Friday, April 10, 2009

The depiction of 'reality'

In search of another gallery, Presentation / Representation at Bath Street Gallery drew me in with the concept behind it being and exhibition of works by 10 artists ranging from digital imaging to traditional 'authentic' methods to juxtapose "the artists’ individual ways of finding their image."

My interest in art began when I started photography but since since I actually started studying art history, I found I actually enjoy studying paintings more than photography. As a photographer, I often feel frustrated in the devaluing of photography as an art, often dismissed as 'just taking photos' as, unlike a painting, you often do not see all the time and trial and error which has gone into a work. With a painting you see all the meticulous brush strokes and get a sense of the amount of work which has gone into it. So despite the hipocrasy of it, I often all too easily write off photography exhibitions and am usually unimpressed. I did feel this was necessary point out now as I didn't feel particularly inspired by most of the works of this exhibition.

Regardless, I always attempt to look for meaning or aesthetic value or some indicator of the process and thought and hard work behind the image. The first series of works was by Laurenz Berges and I approached these in terms of aesthetic and compositional elements. The large scale photographs were often quite stark and gave an impression of looking out and enclosure. Stark, dilapidated indoor settings drew attention of texture and space with not much else in the frame. The colours were all dull and subdued and I felt the sense of confinement it conveyed pressing in on me. Though they weren't particularly cheerful works you'd want on your wall, they did convey some sense of meaning and emotion but they weren't particularly powerful or moving. Upon reading up on him, he is referred to as a "chronicler of absence" with meanings behind his works around the existential significance, trainsience and loss of space so to some extent these ideas came through to me.

The series I liked best within this exhibition was the works by Heidi Specker depicting a "multilayered portrait of a woman she met in Switzerland." When I first looked at these works I liked them for their focus on textures and elements in nature and in face, the series joined on in a narrative which each work subtly incorporating some element of the previous photograph. Though there was one work featuring a figure, I did not realize the series was focused on her. Again it was only through background reading that the whole series was to depict this woman and thinking about it, we do not see her face so the other photographs of the world around her are what are used to define her. In fact, another look at the selections of landscape depict them not in a wide angled expanse of space as we are used to seeing with landscape photography, but rather carefully selective and cropped. Though I needed the background reading to understand the intended meaning, I found rhythm and beauty in the composition and texture of the environment. Perhaps also the selection of these to represent this woman are in fact to make the same sort of statement about her.


One series of works by Wiebke Loeper was the only one I had any trouble engaging with and felt I had to do a lot more background reading to understand the content. I couldn't find any direct compositional link between the images and by themselves seemed quite vague, I was unable to read any deeper meaning than having taken a camera out into a specific context and docuenting it.

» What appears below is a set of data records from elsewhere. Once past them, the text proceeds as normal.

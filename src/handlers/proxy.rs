use std::sync::Arc;

use axum::{
    extract::{Request, State},
    response::Response,
};

use crate::error::AppError;
use crate::state::AppState;

// Reached only after the route's rate limit admitted the request
pub async fn proxy_handler(
    State(state): State<Arc<AppState>>,
    req: Request,
) -> Result<Response, AppError> {
    state.upstream.forward(req).await
}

Essentially, that was on the simplest level the idea, a photographic documentation of the impact of the changes wrought by the political processes in Wismar and maybe some initial background knowledge on the historical significance would've deepened my understanding and appreciation. But even as the images didn't link together very strongly, I couldn't find much of the aesthetic value in the photographs.

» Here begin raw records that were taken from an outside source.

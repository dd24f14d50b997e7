//! Maps a foraging total onto a rarity band.
//!
//! | total | rarity   | native |
//! |-------|----------|--------|
//! | < 10  | failure  |        |
//! | 10-15 | common   | yes    |
//! | 16-20 | uncommon | yes    |
//! | 21-25 | uncommon | no     |
//! | 26-30 | rare     | no     |
//! | 31+   | unique   | no     |
//!
//! The rare and unique bands may downgrade. Reaching them does not
//! guarantee the top rarity.

use alchemist_catalog::domain::ingredient::IngredientRarity;
use alchemist_core::rng::DeterministicRng;
use serde::{Deserialize, Serialize};

/// Chance that a rare-band roll yields an uncommon ingredient instead.
pub const RARE_DOWNGRADE_CHANCE: f64 = 0.3;

/// Chance that a unique-band roll does not stay unique.
pub const UNIQUE_DOWNGRADE_CHANCE: f64 = 0.9;

/// Once a unique-band roll downgrades, chance it lands on rare (else uncommon).
pub const UNIQUE_DOWNGRADE_TO_RARE_CHANCE: f64 = 0.3;

struct Band {
    min_total: i32,
    dc_range: &'static str,
    rarity: IngredientRarity,
    native: bool,
}

// Highest band first.
const BANDS: [Band; 5] = [
    Band {
        min_total: 31,
        dc_range: "31+",
        rarity: IngredientRarity::Unique,
        native: false,
    },
    Band {
        min_total: 26,
        dc_range: "26-30",
        rarity: IngredientRarity::Rare,
        native: false,
    },
    Band {
        min_total: 21,
        dc_range: "21-25",
        rarity: IngredientRarity::Uncommon,
        native: false,
    },
    Band {
        min_total: 16,
        dc_range: "16-20",
        rarity: IngredientRarity::Uncommon,
        native: true,
    },
    Band {
        min_total: 10,
        dc_range: "10-15",
        rarity: IngredientRarity::Common,
        native: true,
    },
];

const BASELINE: &Band = &BANDS[4];

/// Outcome of mapping a total roll onto the bands.
#[derive(Debug, Clone, PartialEq, Eq, Serialize, Deserialize)]
pub struct ForageResolution {
    /// Whether the roll reached the lowest band.
    pub success: bool,
    /// Rarity after any downgrade. `Common` on failure.
    pub rarity: IngredientRarity,
    /// DC of the band the roll reached (baseline DC on failure).
    pub dc: i32,
    /// Label of that band.
    pub dc_range: String,
    /// Whether the ingredient comes from the attempt's own region.
    pub is_native: bool,
}

/// Resolves a total roll. The rare and unique bands draw from `rng` to
/// decide downgrades; lower bands never draw.
pub fn resolve_forage(total_roll: i32, rng: &mut dyn DeterministicRng) -> ForageResolution {
    let Some(band) = BANDS.iter().find(|band| total_roll >= band.min_total) else {
        return ForageResolution {
            success: false,
            rarity: IngredientRarity::Common,
            dc: BASELINE.min_total,
            dc_range: BASELINE.dc_range.to_owned(),
            is_native: false,
        };
    };

    let rarity = match band.rarity {
        IngredientRarity::Rare => {
            if rng.next_f64() < RARE_DOWNGRADE_CHANCE {
                IngredientRarity::Uncommon
            } else {
                IngredientRarity::Rare
            }
        }
        IngredientRarity::Unique => {
            if rng.next_f64() >= UNIQUE_DOWNGRADE_CHANCE {
                IngredientRarity::Unique
            } else if rng.next_f64() < UNIQUE_DOWNGRADE_TO_RARE_CHANCE {
                IngredientRarity::Rare
            } else {
                IngredientRarity::Uncommon
            }
        }
        other => other,
    };

    ForageResolution {
        success: true,
        rarity,
        dc: band.min_total,
        dc_range: band.dc_range.to_owned(),
        is_native: band.native,
    }
}

#[cfg(test)]
mod tests {
    use super::*;
    use alchemist_core::rng::SeededRng;
    use alchemist_test_support::{MockRng, SequenceRng};

    #[test]
    fn test_totals_below_ten_fail_with_baseline_dc() {
        for total in [-5, 0, 1, 9] {
            let resolution = resolve_forage(total, &mut MockRng);

            assert!(!resolution.success);
            assert_eq!(resolution.rarity, IngredientRarity::Common);
            assert_eq!(resolution.dc, 10);
            assert_eq!(resolution.dc_range, "10-15");
            assert!(!resolution.is_native);
        }
    }

    #[test]
    fn test_common_band_is_native_success() {
        for total in 10..=15 {
            let resolution = resolve_forage(total, &mut MockRng);

            assert!(resolution.success);
            assert_eq!(resolution.rarity, IngredientRarity::Common);
            assert_eq!(resolution.dc, 10);
            assert!(resolution.is_native);
        }
    }

    #[test]
    fn test_native_uncommon_band() {
        for total in 16..=20 {
            let resolution = resolve_forage(total, &mut MockRng);

            assert!(resolution.success);
            assert_eq!(resolution.rarity, IngredientRarity::Uncommon);
            assert_eq!(resolution.dc, 16);
            assert_eq!(resolution.dc_range, "16-20");
            assert!(resolution.is_native);
        }
    }

    #[test]
    fn test_non_native_uncommon_band() {
        for total in 21..=25 {
            let resolution = resolve_forage(total, &mut MockRng);

            assert_eq!(resolution.rarity, IngredientRarity::Uncommon);
            assert_eq!(resolution.dc, 21);
            assert!(!resolution.is_native);
        }
    }

    #[test]
    fn test_lower_bands_never_draw() {
        // An empty script panics on any draw.
        let mut rng = SequenceRng::new(Vec::new());

        for total in 0..=25 {
            resolve_forage(total, &mut rng);
        }
    }

    #[test]
    fn test_rare_band_without_downgrade_stays_rare() {
        for _ in 0..10_000 {
            let mut rng = SequenceRng::new(Vec::new()).with_fractions(vec![0.3]);

            let resolution = resolve_forage(26, &mut rng);

            assert_eq!(resolution.rarity, IngredientRarity::Rare);
            assert_eq!(resolution.dc, 26);
            assert_eq!(resolution.dc_range, "26-30");
        }
    }

    #[test]
    fn test_rare_band_downgrade_draw_yields_uncommon() {
        let mut rng = SequenceRng::new(Vec::new()).with_fractions(vec![0.29]);

        let resolution = resolve_forage(30, &mut rng);

        assert!(resolution.success);
        assert_eq!(resolution.rarity, IngredientRarity::Uncommon);
        assert_eq!(resolution.dc, 26);
        assert!(!resolution.is_native);
    }

    #[test]
    fn test_rare_band_downgrade_rate_is_about_thirty_percent() {
        let trials = 20_000;
        let mut downgrades = 0;
        for seed in 0..trials {
            let mut rng = SeededRng::from_seed(seed);
            if resolve_forage(26, &mut rng).rarity == IngredientRarity::Uncommon {
                downgrades += 1;
            }
        }

        let rate = f64::from(downgrades) / 20_000.0;
        assert!((rate - 0.3).abs() < 0.02, "downgrade rate was {rate}");
    }

    #[test]
    fn test_unique_band_stays_unique_on_high_draw() {
        let mut rng = SequenceRng::new(Vec::new()).with_fractions(vec![0.95]);

        let resolution = resolve_forage(31, &mut rng);

        assert_eq!(resolution.rarity, IngredientRarity::Unique);
        assert_eq!(resolution.dc, 31);
        assert_eq!(resolution.dc_range, "31+");
    }

    #[test]
    fn test_unique_band_downgrades_split_between_rare_and_uncommon() {
        let mut to_rare = SequenceRng::new(Vec::new()).with_fractions(vec![0.5, 0.1]);
        let mut to_uncommon = SequenceRng::new(Vec::new()).with_fractions(vec![0.5, 0.3]);

        assert_eq!(
            resolve_forage(40, &mut to_rare).rarity,
            IngredientRarity::Rare
        );
        assert_eq!(
            resolve_forage(40, &mut to_uncommon).rarity,
            IngredientRarity::Uncommon
        );
    }

    #[test]
    fn test_unique_band_distribution_matches_tuned_chances() {
        let trials: u32 = 20_000;
        let (mut unique, mut rare, mut uncommon) = (0_u32, 0_u32, 0_u32);
        for seed in 0..u64::from(trials) {
            let mut rng = SeededRng::from_seed(seed);
            match resolve_forage(35, &mut rng).rarity {
                IngredientRarity::Unique => unique += 1,
                IngredientRarity::Rare => rare += 1,
                IngredientRarity::Uncommon => uncommon += 1,
                IngredientRarity::Common => panic!("unique band never yields common"),
            }
        }

        let total = f64::from(trials);
        assert!((f64::from(unique) / total - 0.10).abs() < 0.015);
        assert!((f64::from(rare) / total - 0.27).abs() < 0.02);
        assert!((f64::from(uncommon) / total - 0.63).abs() < 0.02);
    }
}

Overall, even though I wasn't particularly moved by this exhibition, it may in part also be because it was in two parts and I only saw the second part. I didn't see much of a visual cohesiveness between the artists, seeminly linked more only by background and chronological timeline. It was meant to reflect ideas around the shift between a presentation of the world and an artistically based representation of it as caused by the shift in photography as an analogue to digital medium. This sort of topic is in fact connotative of ideas around how accurately area we being depicted a representation of 'reality' so I can begin to see the link in that each artists has depicted some reality to them. Essentially though, I see that as a given in art where artists aim to show some sort of truth or meaning which to them constitues as a reality, whether through literal presentation or represenation of the essence. Reality though is transient as it is something we each see and interpret differently, and that is why I feel we have art.